Problem to work on: In the entries below, find the line with "assert_eq!(updated.calories, 320.0);" and print exactly every line from there up to and including the line with "delete_entry(&store, actor, entry.id).await.unwrap();", with no other lines.

#### Supplied records

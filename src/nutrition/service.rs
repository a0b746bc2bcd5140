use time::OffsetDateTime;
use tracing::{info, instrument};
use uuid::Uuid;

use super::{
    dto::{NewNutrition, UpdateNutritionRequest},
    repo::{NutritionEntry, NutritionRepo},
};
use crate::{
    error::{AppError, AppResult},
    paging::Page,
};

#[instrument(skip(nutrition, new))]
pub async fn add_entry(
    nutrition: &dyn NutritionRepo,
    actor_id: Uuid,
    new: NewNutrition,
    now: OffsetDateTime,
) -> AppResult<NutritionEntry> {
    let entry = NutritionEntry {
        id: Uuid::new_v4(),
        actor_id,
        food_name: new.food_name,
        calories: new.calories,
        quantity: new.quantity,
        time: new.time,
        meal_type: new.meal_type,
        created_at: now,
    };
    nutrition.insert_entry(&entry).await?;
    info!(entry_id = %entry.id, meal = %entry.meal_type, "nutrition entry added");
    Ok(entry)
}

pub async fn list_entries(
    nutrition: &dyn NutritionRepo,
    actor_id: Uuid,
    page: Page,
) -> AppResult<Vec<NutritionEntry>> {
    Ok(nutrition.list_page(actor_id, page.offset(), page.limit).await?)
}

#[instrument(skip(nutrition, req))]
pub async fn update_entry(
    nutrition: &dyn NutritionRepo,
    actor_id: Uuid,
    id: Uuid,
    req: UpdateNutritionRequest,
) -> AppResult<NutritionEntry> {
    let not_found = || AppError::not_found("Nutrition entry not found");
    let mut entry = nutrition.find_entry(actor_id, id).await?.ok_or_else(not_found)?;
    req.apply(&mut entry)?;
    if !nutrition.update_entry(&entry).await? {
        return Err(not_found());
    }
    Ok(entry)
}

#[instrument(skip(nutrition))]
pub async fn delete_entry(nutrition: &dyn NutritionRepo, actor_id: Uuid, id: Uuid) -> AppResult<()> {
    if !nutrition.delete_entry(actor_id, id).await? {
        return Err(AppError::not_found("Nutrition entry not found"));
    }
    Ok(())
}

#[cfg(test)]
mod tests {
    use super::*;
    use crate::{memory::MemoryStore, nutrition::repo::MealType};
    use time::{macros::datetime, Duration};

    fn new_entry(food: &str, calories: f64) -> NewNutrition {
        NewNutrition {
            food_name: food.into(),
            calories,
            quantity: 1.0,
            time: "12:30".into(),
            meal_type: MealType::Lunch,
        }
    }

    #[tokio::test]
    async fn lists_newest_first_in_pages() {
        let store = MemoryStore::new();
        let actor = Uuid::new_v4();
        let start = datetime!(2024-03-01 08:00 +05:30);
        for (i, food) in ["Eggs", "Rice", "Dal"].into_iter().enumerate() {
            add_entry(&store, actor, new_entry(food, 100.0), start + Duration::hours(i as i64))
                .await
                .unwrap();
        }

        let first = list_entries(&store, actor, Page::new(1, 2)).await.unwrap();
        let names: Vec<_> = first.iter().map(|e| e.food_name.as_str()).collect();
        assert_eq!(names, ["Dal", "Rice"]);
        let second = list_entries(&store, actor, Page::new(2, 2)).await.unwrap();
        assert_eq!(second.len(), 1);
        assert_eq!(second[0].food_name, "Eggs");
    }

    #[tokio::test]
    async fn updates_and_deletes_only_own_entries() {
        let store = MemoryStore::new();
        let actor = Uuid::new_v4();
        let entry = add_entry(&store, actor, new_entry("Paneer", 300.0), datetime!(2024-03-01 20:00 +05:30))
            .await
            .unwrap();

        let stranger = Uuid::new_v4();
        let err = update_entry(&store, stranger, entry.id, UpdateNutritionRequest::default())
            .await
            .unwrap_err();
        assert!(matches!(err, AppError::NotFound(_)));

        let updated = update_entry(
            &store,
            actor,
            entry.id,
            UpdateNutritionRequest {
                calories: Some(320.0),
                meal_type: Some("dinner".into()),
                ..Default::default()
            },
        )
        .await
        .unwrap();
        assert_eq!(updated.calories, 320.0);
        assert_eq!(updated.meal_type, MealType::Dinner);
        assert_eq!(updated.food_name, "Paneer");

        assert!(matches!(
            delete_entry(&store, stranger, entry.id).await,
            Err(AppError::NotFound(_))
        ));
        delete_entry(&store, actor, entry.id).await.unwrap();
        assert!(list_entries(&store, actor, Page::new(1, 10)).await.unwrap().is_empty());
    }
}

########
#### Supplied records

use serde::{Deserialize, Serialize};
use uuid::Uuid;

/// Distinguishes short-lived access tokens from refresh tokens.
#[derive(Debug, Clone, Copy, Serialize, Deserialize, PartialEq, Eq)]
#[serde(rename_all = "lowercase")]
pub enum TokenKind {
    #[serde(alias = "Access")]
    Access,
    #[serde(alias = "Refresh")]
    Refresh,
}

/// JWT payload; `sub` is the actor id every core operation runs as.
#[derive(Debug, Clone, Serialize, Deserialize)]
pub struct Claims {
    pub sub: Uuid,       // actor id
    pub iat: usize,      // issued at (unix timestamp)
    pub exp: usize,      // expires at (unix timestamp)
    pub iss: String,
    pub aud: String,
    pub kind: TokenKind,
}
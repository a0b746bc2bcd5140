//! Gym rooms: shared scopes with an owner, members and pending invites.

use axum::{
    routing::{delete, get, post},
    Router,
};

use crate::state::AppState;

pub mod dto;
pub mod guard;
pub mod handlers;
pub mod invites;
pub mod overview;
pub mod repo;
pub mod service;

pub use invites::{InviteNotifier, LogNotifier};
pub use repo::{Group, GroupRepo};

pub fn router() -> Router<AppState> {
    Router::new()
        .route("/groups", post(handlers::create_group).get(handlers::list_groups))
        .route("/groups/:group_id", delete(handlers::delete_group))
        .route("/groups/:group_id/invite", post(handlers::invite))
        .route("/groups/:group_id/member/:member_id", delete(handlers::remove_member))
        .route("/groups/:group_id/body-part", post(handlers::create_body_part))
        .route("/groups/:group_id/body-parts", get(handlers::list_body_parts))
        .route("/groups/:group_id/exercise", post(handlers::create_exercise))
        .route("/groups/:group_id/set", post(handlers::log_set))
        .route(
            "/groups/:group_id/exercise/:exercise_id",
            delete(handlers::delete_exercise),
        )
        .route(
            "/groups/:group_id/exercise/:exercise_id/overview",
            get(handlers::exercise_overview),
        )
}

########

Task response:
        assert_eq!(updated.calories, 320.0);
        assert_eq!(updated.meal_type, MealType::Dinner);
        assert_eq!(updated.food_name, "Paneer");

        assert!(matches!(
            delete_entry(&store, stranger, entry.id).await,
            Err(AppError::NotFound(_))
        ));
        delete_entry(&store, actor, entry.id).await.unwrap();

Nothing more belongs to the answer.